The cumulative amount of OTM after 6 weeks ranged from 1.75 to 3.44 mm in the grafted groups and from 1.18 to 3.51 mm in the nongrafted groups. The highest OTM rate was observed in the OG-0 and O-2 groups ( P <0.001, Fig 3 , Table I ). During earlier stages (1-3 weeks after force application), the OG-0 group showed more OTM than did the O-2 group. The OG-2 and O-0 groups had similar OTM rates (2.42 and 2.30 mm, respectively). After a 12-week healing period, OTM slowed rapidly in both grafted and nongrafted groups ( P <0.001). However, as time elapsed, the gap between the OG-12 and O-12 groups gradually increased ( P <0.001; 1.75 and 1.18 mm, respectively).
|Number||Group||1 wk||2 wk||3 wk||4 wk||5 wk||6 wk (total)||P value
|3||O-12||0.35||0.08||0.61||0.10||0.80||0.06||0.89||0.03||0.99||0.04||1.18||0.04||(2, 4) > (5, 1) > 6 > 3|
Microcomputed tomography images of the surgical defect and the target tooth are shown in Figure 4 . All subgroups except O-12 showed the tendency of bodily movement of the premolar. However, group O-12 demonstrated a bony discontinuity and insufficient vertical bone support that induced rotational tooth movement rather than mesialization of the premolar. Of the grafted groups, even OG-12 showed good healing of the surgical defect, although the repair of vertical bone height was not sufficient compared with the others. Microstructural parameters indicated the characteristic bone maturation state of the surgical defect in each group. Bone mineral density increased in proportion to the healing time. The grafted groups showed greater bone mineral density than did the nongrafted groups at every time point and also the percent bone volume. The percent bone volume was lowest at 12 weeks (21.24% in O-12 and 46.24% in OG-12) and highest at 2 weeks (53.64% in O-2 and 75.18% in OG-2) in both groups. The lowest trabecular thickness values were 0.18 mm in the nongrafted group (O-2) and 0.14 mm in the grafted group (OG-0). The thickest trabeculae were found at 12 weeks in both the grafted and nongrafted groups (0.66 and 0.55 mm, respectively). The highest trabecular number was 2.40 mm −1 in the grafted group (OG-0), and it decreased as time passed. Of the nongrafted groups, the O-2 group showed higher trabecular numbers than did the O-0 group (2.39 vs 1.35 mm −1 ).
Light microscopy findings of the surgical defects are shown in Figures 5 and 6 . Of the nongrafted groups, O-2 showed good healing of the surgical defect by active new bone formation that maintained the vertical alveolar bone height. However, group O-12 demonstrated a wide surgical gap and discontinuity of alveolar bone. Bone formation was limited in the neighboring teeth.
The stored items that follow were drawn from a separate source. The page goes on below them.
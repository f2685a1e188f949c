//! Resolution Operator - fetches remote pipeline resources for ResolutionRequests

use std::io::Write;
use std::sync::Arc;

use clap::{Parser, Subcommand};
use kube::{Client, CustomResourceExt};

use resolution_common::crd::ResolutionRequest;
use resolution_common::telemetry::{init_telemetry, LogFormat, TelemetryConfig};
use resolution_framework::ResolverConfig;
use resolution_operator::config::{into_map, parse_key_value, OperatorConfig};
use resolution_operator::{default_registry, ensure_crds_installed, resolve_once, run_controller};

/// Resolution - resolves remote resources referenced by pipelines
#[derive(Parser, Debug)]
#[command(name = "resolution-operator", version, about, long_about = None)]
struct Cli {
    /// Generate CRD manifests and exit
    #[arg(long)]
    crd: bool,

    /// Log output format (json or text)
    #[arg(long, env = "RESOLUTION_LOG_FORMAT", default_value = "json", global = true)]
    log_format: LogFormat,

    #[command(flatten)]
    config: OperatorConfig,

    #[command(subcommand)]
    command: Option<Commands>,
}

#[derive(Subcommand, Debug)]
enum Commands {
    /// Run as controller (default mode)
    ///
    /// Installs the ResolutionRequest CRD, then watches labeled requests and
    /// resolves them with the registered resolvers.
    Controller,

    /// Resolve once locally and print the content to stdout
    Resolve {
        /// Resolver type, e.g. git
        #[arg(long = "type")]
        resolver_type: String,

        /// Resolver param as key=value (repeatable)
        #[arg(long = "param", value_parser = parse_key_value)]
        params: Vec<(String, String)>,

        /// Resolver config entry as key=value (repeatable), e.g. timeout=30s
        #[arg(long = "config", value_parser = parse_key_value)]
        config: Vec<(String, String)>,
    },
}

#[tokio::main]
async fn main() -> anyhow::Result<()> {
    let cli = Cli::parse();

    if cli.crd {
        // Generate CRD YAML
        let crd = serde_yaml::to_string(&ResolutionRequest::crd())
            .map_err(|e| anyhow::anyhow!("Failed to serialize CRD: {}", e))?;
        println!("{crd}");
        return Ok(());
    }

    init_telemetry(TelemetryConfig {
        service_name: "resolution-operator".to_string(),
        format: cli.log_format,
    })?;

    let registry = Arc::new(default_registry()?);

    match cli.command.unwrap_or(Commands::Controller) {
        Commands::Controller => {
            let client = Client::try_default().await?;
            ensure_crds_installed(&client).await?;
            run_controller(client, cli.config, registry).await;
            Ok(())
        }
        Commands::Resolve {
            resolver_type,
            params,
            config,
        } => {
            let resource = resolve_once(
                &registry,
                &resolver_type,
                into_map(params),
                ResolverConfig::new(into_map(config)),
                cli.config.default_resolver_timeout,
            )
            .await?;

            for (key, value) in resource.annotations() {
                tracing::info!(annotation = %key, %value, "resolved annotation");
            }
            let mut stdout = std::io::stdout().lock();
            stdout.write_all(resource.data())?;
            stdout.flush()?;
            Ok(())
        }
    }
}
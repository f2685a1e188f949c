//! Blocking git work: list remote refs, fetch, and read one blob
//!
//! Every call gets its own temporary bare repository, so concurrent
//! resolutions of the same remote never share a working tree or object store.
//! The cancellation token is checked between steps and from the progress
//! callbacks, which abort an in-flight fetch. The connect handshake itself is
//! only bounded by the transport; a token cancelled while it runs is honored
//! as soon as the handshake returns.

use std::collections::BTreeMap;
use std::path::Path;

use git2::{AutotagOption, Direction, FetchOptions, ObjectType, Oid, Remote, RemoteCallbacks, Repository};
use tokio_util::sync::CancellationToken;
use tracing::debug;

use crate::error::GitError;
use crate::params::{GitParams, Revision};

/// Content of one file at an exact commit
#[derive(Clone, Debug, PartialEq, Eq)]
pub struct ResolvedGitResource {
    /// Raw file bytes
    pub content: Vec<u8>,
    /// Full lowercase hex id of the commit the content was read from
    pub commit: String,
}

/// Refs advertised by the remote
struct RemoteRefs {
    heads: BTreeMap<String, Oid>,
    default_branch: Option<String>,
}

/// Fetch `params.path` at `params.revision` from `params.url`
pub(crate) fn fetch_file(
    params: &GitParams,
    cancel: &CancellationToken,
) -> Result<ResolvedGitResource, GitError> {
    let scratch = tempfile::Builder::new().prefix("git-resolver-").tempdir()?;
    let repo = Repository::init_bare(scratch.path()).map_err(GitError::Clone)?;
    let mut remote = repo.remote_anonymous(&params.url).map_err(GitError::Clone)?;

    check_cancelled(cancel)?;
    let refs = list_remote(&mut remote, cancel)?;
    check_cancelled(cancel)?;

    let commit_id = match &params.revision {
        Revision::Commit(commit) => {
            fetch(
                &mut remote,
                &["+refs/heads/*:refs/remotes/origin/*", "+refs/tags/*:refs/tags/*"],
                cancel,
            )?;
            find_commit(&repo, commit)?
        }
        Revision::Branch(branch) => fetch_branch(&repo, &mut remote, &refs, branch, cancel)?,
        Revision::DefaultBranch => {
            let branch = refs
                .default_branch
                .clone()
                .ok_or_else(|| GitError::RefNotFound("HEAD".to_string()))?;
            fetch_branch(&repo, &mut remote, &refs, &branch, cancel)?
        }
    };

    check_cancelled(cancel)?;
    let content = read_blob(&repo, commit_id, &params.path)?;

    debug!(commit = %commit_id, bytes = content.len(), "read file from repository");
    Ok(ResolvedGitResource {
        content,
        commit: commit_id.to_string(),
    })
}

fn check_cancelled(cancel: &CancellationToken) -> Result<(), GitError> {
    if cancel.is_cancelled() {
        Err(GitError::Cancelled)
    } else {
        Ok(())
    }
}

/// Connect once to read the advertised branch heads and default branch
fn list_remote(
    remote: &mut Remote<'_>,
    cancel: &CancellationToken,
) -> Result<RemoteRefs, GitError> {
    let connection = remote
        .connect_auth(Direction::Fetch, Some(cancellable_callbacks(cancel)), None)
        .map_err(|e| cancelled_or(cancel, e))?;
    check_cancelled(cancel)?;

    let advertised = connection.list().map_err(GitError::Clone)?;
    let heads: BTreeMap<String, Oid> = advertised
        .iter()
        .filter(|head| head.name().starts_with("refs/heads/"))
        .map(|head| (head.name().to_string(), head.oid()))
        .collect();
    let head_oid = advertised
        .iter()
        .find(|head| head.name() == "HEAD")
        .map(|head| head.oid());

    let default_branch = connection
        .default_branch()
        .ok()
        .and_then(|buf| buf.as_str().map(str::to_string))
        .or_else(|| {
            // transports that omit the HEAD symref: pick a branch at HEAD
            let oid = head_oid?;
            heads
                .iter()
                .find(|(_, head)| **head == oid)
                .map(|(name, _)| name.clone())
        })
        .map(|name| name.trim_start_matches("refs/heads/").to_string());

    Ok(RemoteRefs {
        heads,
        default_branch,
    })
}

fn fetch_branch(
    repo: &Repository,
    remote: &mut Remote<'_>,
    refs: &RemoteRefs,
    branch: &str,
    cancel: &CancellationToken,
) -> Result<Oid, GitError> {
    let remote_ref = format!("refs/heads/{branch}");
    if !refs.heads.contains_key(&remote_ref) {
        return Err(GitError::RefNotFound(remote_ref));
    }

    let tracking_ref = format!("refs/remotes/origin/{branch}");
    fetch(remote, &[format!("+{remote_ref}:{tracking_ref}").as_str()], cancel)?;

    let commit = repo
        .find_reference(&tracking_ref)
        .and_then(|r| r.peel_to_commit())
        .map_err(GitError::Checkout)?;
    Ok(commit.id())
}

/// Callbacks that abort the transfer once `cancel` fires
fn cancellable_callbacks(cancel: &CancellationToken) -> RemoteCallbacks<'_> {
    let mut callbacks = RemoteCallbacks::new();
    callbacks.transfer_progress(|_progress| !cancel.is_cancelled());
    callbacks.sideband_progress(|_data| !cancel.is_cancelled());
    callbacks
}

fn cancelled_or(cancel: &CancellationToken, err: git2::Error) -> GitError {
    if cancel.is_cancelled() {
        GitError::Cancelled
    } else {
        GitError::Clone(err)
    }
}

fn fetch(
    remote: &mut Remote<'_>,
    refspecs: &[&str],
    cancel: &CancellationToken,
) -> Result<(), GitError> {
    let mut options = FetchOptions::new();
    options
        .remote_callbacks(cancellable_callbacks(cancel))
        .download_tags(AutotagOption::None);

    remote
        .fetch(refspecs, Some(&mut options), None)
        .map_err(|e| cancelled_or(cancel, e))
}

/// Resolve a full or abbreviated hex commit id in the fetched history
fn find_commit(repo: &Repository, commit: &str) -> Result<Oid, GitError> {
    if commit.is_empty() || !commit.chars().all(|c| c.is_ascii_hexdigit()) {
        return Err(GitError::ObjectNotFound);
    }

    repo.find_commit_by_prefix(commit)
        .map(|c| c.id())
        .map_err(|_| GitError::ObjectNotFound)
}

fn read_blob(repo: &Repository, commit_id: Oid, path: &str) -> Result<Vec<u8>, GitError> {
    let commit = repo
        .find_commit(commit_id)
        .map_err(|_| GitError::ObjectNotFound)?;
    let tree = commit.tree().map_err(GitError::Checkout)?;

    let lookup = path.trim_start_matches('/');
    let entry = tree
        .get_path(Path::new(lookup))
        .map_err(|_| GitError::FileNotFound(path.to_string()))?;
    if entry.kind() != Some(ObjectType::Blob) {
        return Err(GitError::FileNotFound(path.to_string()));
    }

    let blob = repo.find_blob(entry.id()).map_err(GitError::Checkout)?;
    Ok(blob.content().to_vec())
}

#[cfg(test)]
mod tests {
    use super::*;
    use crate::testing::{create_repo, CommitForRepo};

    fn params(url: &str, path: &str, revision: Revision) -> GitParams {
        GitParams {
            url: url.to_string(),
            path: path.to_string(),
            revision,
        }
    }

    #[test]
    fn reads_nested_file_at_default_branch() {
        let repo = create_repo(&[CommitForRepo::new("foo/bar", "somefile", "some content")]);

        let resolved = fetch_file(
            &params(&repo.url(), "foo/bar/somefile", Revision::DefaultBranch),
            &CancellationToken::new(),
        )
        .unwrap();

        assert_eq!(resolved.content, b"some content");
        assert_eq!(resolved.commit, repo.head_of("main"));
    }

    #[test]
    fn directory_path_is_not_found() {
        let repo = create_repo(&[CommitForRepo::new("foo/bar", "somefile", "some content")]);

        let err = fetch_file(
            &params(&repo.url(), "foo/bar", Revision::DefaultBranch),
            &CancellationToken::new(),
        )
        .unwrap_err();

        assert_eq!(err.to_string(), r#"error opening file "foo/bar": file does not exist"#);
    }

    #[test]
    fn abbreviated_commit_resolves_to_full_id() {
        let repo = create_repo(&[
            CommitForRepo::new("", "somefile", "some content"),
            CommitForRepo::new("", "somefile", "different content"),
        ]);
        let first = repo.commits[0].to_string();

        let resolved = fetch_file(
            &params(&repo.url(), "somefile", Revision::Commit(first[..12].to_string())),
            &CancellationToken::new(),
        )
        .unwrap();

        assert_eq!(resolved.content, b"some content");
        assert_eq!(resolved.commit, first);
    }

    #[test]
    fn non_hex_commit_is_object_not_found() {
        let repo = create_repo(&[CommitForRepo::new("", "somefile", "some content")]);

        let err = fetch_file(
            &params(&repo.url(), "somefile", Revision::Commit("main".to_string())),
            &CancellationToken::new(),
        )
        .unwrap_err();

        assert!(matches!(err, GitError::ObjectNotFound));
    }

    #[test]
    fn cancelled_token_stops_before_fetching() {
        let repo = create_repo(&[CommitForRepo::new("", "somefile", "some content")]);
        let cancel = CancellationToken::new();
        cancel.cancel();

        let err = fetch_file(
            &params(&repo.url(), "somefile", Revision::DefaultBranch),
            &cancel,
        )
        .unwrap_err();

        assert!(matches!(err, GitError::Cancelled));
    }

    #[test]
    fn listing_refs_reports_default_branch() {
        let repo = create_repo(&[
            CommitForRepo::new("", "somefile", "some content").on_branch("other-branch"),
        ]);
        let scratch = tempfile::tempdir().unwrap();
        let local = Repository::init_bare(scratch.path()).unwrap();
        let mut remote = local.remote_anonymous(&repo.url()).unwrap();

        let refs = list_remote(&mut remote, &CancellationToken::new()).unwrap();

        assert_eq!(refs.default_branch.as_deref(), Some("main"));
        assert!(refs.heads.contains_key("refs/heads/other-branch"));
    }

    #[test]
    fn listing_refs_honors_cancellation_after_connect() {
        let repo = create_repo(&[CommitForRepo::new("", "somefile", "some content")]);
        let scratch = tempfile::tempdir().unwrap();
        let local = Repository::init_bare(scratch.path()).unwrap();
        let mut remote = local.remote_anonymous(&repo.url()).unwrap();
        let cancel = CancellationToken::new();
        cancel.cancel();

        let result = list_remote(&mut remote, &cancel);

        assert!(matches!(result, Err(GitError::Cancelled)));
    }

    #[test]
    fn unreachable_remote_is_clone_error() {
        let missing = tempfile::tempdir().unwrap();
        let url = missing.path().join("nope").to_string_lossy().into_owned();

        let err = fetch_file(
            &params(&url, "somefile", Revision::DefaultBranch),
            &CancellationToken::new(),
        )
        .unwrap_err();

        assert!(matches!(err, GitError::Clone(_)));
        assert!(err.to_string().starts_with("clone error: "));
    }
}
In grafted groups, even OG-12, the vertical alveolar bone volume was well maintained, and new bone formation was greater than that in the nongrafted groups. This newly formed bone contained multiple developed marrow spaces and exhibited compact trabecular bone that was easily distinguishable from the old lamellar bone. The bone contour of the surgical defects showed a convex profile toward the gingiva in the OG-0 and OG-2 groups compared with their nongrafted counterparts.